**WORK REQUEST**
Using the listing below, work out how many lines include the word "free". Only the number is to be given.

**EXERCISE DATA**
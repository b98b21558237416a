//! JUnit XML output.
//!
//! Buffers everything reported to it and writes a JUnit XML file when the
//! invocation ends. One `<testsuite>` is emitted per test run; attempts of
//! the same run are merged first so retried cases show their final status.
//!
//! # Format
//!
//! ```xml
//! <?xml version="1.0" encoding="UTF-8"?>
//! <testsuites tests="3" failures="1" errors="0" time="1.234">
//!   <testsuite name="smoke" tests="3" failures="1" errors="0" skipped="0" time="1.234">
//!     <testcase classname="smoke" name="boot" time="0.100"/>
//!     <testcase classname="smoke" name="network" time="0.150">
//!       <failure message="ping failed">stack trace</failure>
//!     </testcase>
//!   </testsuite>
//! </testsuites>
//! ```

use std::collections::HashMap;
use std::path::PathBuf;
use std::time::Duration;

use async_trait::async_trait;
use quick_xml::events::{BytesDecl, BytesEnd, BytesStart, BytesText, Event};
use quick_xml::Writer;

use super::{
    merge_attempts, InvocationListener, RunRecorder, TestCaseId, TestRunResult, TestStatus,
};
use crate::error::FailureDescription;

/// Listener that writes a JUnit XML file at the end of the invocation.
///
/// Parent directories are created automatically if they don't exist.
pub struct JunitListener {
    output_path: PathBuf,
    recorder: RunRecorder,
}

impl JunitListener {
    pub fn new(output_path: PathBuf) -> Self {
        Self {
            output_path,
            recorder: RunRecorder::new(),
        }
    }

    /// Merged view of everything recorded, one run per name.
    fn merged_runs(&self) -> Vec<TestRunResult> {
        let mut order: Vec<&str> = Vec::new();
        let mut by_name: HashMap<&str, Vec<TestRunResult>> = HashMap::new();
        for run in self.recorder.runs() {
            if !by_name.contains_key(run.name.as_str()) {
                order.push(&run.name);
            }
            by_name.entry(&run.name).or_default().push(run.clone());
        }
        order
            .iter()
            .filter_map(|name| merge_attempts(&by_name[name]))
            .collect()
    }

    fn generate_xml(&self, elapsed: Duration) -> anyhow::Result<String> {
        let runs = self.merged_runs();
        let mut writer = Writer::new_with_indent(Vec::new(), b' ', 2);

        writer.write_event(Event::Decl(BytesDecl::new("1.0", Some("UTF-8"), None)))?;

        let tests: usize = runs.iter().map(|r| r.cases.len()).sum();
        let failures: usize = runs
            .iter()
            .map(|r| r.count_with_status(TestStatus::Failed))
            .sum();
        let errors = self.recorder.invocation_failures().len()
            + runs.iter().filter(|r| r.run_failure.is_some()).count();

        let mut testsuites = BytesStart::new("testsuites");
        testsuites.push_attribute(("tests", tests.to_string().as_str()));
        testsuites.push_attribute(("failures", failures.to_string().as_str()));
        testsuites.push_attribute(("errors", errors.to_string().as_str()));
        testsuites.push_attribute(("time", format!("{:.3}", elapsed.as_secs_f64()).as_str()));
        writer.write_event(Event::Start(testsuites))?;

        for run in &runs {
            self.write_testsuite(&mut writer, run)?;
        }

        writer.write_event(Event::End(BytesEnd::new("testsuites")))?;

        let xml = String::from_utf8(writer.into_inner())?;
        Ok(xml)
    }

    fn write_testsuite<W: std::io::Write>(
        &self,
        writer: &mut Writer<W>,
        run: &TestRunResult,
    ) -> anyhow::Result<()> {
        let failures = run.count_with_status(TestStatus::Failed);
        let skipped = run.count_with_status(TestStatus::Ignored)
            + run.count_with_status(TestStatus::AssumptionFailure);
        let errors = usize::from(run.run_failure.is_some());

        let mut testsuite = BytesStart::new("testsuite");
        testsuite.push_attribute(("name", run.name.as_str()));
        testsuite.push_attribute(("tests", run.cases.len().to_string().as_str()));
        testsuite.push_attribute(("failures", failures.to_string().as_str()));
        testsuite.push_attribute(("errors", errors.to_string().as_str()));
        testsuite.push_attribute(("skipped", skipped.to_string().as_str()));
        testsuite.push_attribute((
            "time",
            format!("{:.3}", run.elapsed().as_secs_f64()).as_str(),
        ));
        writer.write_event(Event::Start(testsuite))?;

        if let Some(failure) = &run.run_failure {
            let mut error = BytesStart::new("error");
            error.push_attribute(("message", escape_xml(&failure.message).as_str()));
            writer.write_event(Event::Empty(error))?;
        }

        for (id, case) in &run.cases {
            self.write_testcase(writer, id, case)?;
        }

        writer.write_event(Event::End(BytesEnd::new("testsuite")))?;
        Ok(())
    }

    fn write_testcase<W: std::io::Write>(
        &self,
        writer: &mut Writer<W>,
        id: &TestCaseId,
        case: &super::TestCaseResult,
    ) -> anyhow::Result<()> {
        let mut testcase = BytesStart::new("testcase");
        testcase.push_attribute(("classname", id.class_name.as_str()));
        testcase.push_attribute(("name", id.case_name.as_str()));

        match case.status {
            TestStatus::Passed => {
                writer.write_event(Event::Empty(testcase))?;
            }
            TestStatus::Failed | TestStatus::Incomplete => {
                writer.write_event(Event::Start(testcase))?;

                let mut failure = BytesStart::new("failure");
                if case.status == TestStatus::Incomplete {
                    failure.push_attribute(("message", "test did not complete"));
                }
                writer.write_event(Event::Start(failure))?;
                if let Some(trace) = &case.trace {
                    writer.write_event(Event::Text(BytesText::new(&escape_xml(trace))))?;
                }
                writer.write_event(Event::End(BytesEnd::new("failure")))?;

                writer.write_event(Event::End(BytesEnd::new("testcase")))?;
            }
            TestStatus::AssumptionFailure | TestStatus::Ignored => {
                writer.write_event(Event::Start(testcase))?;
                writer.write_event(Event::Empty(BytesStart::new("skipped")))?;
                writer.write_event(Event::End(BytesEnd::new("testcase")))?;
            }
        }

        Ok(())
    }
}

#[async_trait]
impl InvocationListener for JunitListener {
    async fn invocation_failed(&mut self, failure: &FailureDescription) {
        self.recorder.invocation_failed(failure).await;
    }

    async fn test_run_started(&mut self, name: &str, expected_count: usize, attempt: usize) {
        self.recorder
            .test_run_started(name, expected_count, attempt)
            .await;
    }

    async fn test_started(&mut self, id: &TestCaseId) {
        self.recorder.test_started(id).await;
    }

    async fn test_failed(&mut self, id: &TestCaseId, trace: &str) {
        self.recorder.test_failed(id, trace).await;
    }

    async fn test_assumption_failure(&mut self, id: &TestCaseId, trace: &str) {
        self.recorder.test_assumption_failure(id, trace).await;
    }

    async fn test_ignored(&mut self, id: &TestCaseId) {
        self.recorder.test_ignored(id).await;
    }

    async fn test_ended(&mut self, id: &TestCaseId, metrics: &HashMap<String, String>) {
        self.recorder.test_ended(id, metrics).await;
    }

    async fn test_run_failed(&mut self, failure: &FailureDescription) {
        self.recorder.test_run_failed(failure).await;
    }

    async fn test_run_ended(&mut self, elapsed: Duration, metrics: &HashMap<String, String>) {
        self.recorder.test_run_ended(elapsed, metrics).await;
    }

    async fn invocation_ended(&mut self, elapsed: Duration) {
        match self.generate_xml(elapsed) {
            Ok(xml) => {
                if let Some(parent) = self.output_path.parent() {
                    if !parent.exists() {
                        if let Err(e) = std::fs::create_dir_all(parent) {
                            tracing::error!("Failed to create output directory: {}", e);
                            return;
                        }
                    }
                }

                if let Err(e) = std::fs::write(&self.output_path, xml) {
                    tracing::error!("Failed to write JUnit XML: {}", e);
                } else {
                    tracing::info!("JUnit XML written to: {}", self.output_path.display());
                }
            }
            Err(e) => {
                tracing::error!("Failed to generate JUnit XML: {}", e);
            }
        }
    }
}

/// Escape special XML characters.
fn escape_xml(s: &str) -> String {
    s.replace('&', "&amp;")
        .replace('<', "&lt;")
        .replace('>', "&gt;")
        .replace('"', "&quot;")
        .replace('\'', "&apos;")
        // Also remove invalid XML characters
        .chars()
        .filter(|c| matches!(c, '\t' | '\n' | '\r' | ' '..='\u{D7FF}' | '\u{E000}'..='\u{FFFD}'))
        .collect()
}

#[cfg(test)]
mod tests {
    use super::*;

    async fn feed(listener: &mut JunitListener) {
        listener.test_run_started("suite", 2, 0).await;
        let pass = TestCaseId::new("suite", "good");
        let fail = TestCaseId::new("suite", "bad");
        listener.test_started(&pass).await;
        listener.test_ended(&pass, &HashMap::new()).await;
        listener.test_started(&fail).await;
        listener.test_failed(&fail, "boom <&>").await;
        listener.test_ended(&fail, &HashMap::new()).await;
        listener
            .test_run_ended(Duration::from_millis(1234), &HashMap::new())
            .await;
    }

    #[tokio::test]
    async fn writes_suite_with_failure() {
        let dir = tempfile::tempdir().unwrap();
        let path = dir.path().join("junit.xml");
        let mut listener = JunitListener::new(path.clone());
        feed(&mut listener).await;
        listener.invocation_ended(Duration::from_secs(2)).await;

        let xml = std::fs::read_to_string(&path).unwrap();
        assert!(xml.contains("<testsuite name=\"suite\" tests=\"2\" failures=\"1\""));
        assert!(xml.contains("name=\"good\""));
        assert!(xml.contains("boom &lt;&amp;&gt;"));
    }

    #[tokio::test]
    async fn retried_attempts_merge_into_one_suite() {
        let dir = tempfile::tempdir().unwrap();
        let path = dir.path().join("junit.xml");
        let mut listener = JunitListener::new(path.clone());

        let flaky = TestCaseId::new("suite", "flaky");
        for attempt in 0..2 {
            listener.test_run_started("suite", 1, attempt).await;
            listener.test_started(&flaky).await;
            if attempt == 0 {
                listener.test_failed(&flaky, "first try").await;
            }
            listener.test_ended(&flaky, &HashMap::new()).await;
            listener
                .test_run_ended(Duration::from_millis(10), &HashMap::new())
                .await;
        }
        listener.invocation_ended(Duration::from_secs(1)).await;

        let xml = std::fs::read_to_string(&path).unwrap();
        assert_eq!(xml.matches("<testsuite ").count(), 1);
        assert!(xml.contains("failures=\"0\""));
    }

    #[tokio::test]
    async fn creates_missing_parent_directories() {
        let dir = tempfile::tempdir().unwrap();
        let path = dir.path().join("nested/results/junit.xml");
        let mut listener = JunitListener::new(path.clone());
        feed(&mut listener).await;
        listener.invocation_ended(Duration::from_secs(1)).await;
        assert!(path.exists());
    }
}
* * *
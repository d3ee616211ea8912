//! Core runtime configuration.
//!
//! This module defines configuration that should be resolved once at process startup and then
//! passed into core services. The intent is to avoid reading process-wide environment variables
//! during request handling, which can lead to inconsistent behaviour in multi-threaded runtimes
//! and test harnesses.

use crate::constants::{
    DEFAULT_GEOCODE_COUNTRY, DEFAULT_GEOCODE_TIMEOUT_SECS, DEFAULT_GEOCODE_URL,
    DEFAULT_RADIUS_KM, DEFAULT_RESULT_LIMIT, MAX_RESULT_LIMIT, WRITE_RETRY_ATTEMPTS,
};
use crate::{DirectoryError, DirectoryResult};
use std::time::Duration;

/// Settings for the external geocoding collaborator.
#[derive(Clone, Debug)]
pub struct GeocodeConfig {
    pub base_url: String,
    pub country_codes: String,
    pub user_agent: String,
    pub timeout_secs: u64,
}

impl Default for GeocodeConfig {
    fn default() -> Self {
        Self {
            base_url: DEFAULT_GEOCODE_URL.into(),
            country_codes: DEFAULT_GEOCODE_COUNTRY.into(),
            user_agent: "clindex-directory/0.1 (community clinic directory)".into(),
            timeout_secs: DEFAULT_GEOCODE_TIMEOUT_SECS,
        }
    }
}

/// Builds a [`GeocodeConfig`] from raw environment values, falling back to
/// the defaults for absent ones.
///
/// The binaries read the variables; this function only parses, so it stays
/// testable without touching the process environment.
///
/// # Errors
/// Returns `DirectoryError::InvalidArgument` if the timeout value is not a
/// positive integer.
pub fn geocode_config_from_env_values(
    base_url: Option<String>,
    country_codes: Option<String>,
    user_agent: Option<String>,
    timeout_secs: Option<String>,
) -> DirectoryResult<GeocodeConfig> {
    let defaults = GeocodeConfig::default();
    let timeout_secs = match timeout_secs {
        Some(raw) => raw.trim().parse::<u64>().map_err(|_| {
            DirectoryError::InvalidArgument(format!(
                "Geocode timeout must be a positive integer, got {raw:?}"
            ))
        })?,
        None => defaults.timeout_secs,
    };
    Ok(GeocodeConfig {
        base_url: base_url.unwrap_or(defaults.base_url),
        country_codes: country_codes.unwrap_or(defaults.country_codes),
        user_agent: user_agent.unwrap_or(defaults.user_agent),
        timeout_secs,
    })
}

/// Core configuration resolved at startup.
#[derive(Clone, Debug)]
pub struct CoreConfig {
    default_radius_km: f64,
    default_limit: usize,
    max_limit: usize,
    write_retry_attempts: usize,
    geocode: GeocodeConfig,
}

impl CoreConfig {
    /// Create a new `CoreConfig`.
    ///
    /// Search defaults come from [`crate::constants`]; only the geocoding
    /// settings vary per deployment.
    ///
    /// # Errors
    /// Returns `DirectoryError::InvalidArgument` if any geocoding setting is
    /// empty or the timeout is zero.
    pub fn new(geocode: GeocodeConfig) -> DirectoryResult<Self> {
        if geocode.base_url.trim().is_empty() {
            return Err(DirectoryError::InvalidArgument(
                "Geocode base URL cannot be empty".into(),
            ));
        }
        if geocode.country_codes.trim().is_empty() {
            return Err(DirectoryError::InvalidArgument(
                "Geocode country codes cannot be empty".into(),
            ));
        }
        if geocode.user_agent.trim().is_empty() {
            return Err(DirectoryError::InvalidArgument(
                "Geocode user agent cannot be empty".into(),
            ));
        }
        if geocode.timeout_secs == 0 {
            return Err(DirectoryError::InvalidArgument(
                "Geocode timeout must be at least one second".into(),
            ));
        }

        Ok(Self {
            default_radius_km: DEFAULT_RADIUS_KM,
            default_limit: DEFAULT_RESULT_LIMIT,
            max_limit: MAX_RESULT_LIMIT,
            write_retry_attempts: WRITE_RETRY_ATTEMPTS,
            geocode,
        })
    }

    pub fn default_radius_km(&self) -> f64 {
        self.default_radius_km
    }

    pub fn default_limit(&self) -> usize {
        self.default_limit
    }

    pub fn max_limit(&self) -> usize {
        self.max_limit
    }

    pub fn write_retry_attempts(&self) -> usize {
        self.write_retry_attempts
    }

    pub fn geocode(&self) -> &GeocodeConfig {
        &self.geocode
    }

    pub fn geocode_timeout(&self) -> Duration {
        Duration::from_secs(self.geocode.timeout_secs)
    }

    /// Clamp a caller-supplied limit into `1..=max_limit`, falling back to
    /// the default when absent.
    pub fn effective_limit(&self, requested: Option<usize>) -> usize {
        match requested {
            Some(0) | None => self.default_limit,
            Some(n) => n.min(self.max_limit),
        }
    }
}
---
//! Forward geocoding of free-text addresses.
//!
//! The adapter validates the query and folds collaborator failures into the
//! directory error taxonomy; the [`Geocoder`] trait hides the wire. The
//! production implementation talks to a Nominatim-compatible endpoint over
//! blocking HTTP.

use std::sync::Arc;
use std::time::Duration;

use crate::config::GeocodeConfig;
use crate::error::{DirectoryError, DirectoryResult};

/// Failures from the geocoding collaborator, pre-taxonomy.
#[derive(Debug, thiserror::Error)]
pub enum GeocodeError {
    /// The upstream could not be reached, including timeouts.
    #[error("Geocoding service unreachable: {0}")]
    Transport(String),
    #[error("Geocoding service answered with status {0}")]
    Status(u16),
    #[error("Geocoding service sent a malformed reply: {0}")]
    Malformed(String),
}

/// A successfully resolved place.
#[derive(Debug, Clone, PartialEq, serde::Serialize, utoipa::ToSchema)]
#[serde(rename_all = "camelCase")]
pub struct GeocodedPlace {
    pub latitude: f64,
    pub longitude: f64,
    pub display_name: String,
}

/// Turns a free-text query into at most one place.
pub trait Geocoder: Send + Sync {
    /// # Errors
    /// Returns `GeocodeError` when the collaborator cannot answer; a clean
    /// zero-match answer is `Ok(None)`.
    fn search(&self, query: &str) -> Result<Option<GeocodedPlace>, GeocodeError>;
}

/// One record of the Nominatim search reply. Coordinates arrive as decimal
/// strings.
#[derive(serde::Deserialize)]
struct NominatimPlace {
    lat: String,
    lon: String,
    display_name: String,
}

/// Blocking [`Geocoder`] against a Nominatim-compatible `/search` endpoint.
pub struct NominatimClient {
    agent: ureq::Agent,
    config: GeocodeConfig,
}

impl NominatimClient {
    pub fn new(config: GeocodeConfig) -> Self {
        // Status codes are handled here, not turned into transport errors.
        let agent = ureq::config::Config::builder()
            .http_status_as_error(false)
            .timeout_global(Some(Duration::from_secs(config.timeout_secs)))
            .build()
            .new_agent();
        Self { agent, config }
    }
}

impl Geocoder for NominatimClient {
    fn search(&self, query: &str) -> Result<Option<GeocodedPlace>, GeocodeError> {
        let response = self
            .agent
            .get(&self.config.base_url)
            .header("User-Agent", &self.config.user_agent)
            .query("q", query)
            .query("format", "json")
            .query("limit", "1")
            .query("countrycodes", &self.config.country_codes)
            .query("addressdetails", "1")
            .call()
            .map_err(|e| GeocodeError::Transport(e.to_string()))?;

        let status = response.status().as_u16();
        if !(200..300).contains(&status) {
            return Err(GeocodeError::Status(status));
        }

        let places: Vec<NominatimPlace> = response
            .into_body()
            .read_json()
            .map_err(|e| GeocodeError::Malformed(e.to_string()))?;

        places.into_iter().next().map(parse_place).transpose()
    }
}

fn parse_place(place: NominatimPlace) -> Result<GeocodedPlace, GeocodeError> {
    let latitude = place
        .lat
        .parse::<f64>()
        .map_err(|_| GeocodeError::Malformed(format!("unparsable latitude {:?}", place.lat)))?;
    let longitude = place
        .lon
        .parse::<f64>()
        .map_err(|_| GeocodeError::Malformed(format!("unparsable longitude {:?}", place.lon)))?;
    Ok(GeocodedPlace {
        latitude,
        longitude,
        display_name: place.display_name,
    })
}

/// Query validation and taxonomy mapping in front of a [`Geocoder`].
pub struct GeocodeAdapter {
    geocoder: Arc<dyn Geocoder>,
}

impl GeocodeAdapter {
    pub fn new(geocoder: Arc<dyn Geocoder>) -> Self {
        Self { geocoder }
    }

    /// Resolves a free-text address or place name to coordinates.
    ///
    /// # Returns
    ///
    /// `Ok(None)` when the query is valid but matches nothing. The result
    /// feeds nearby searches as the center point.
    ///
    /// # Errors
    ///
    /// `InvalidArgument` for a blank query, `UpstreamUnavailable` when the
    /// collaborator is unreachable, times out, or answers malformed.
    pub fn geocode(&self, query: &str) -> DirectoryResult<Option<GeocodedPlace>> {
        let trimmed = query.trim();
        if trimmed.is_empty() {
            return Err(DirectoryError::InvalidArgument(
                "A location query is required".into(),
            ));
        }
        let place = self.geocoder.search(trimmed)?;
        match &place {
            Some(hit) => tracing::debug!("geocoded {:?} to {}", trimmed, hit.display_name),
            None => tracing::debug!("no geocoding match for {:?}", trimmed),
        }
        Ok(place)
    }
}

**SOLUTION TO THE EXERCISE**
3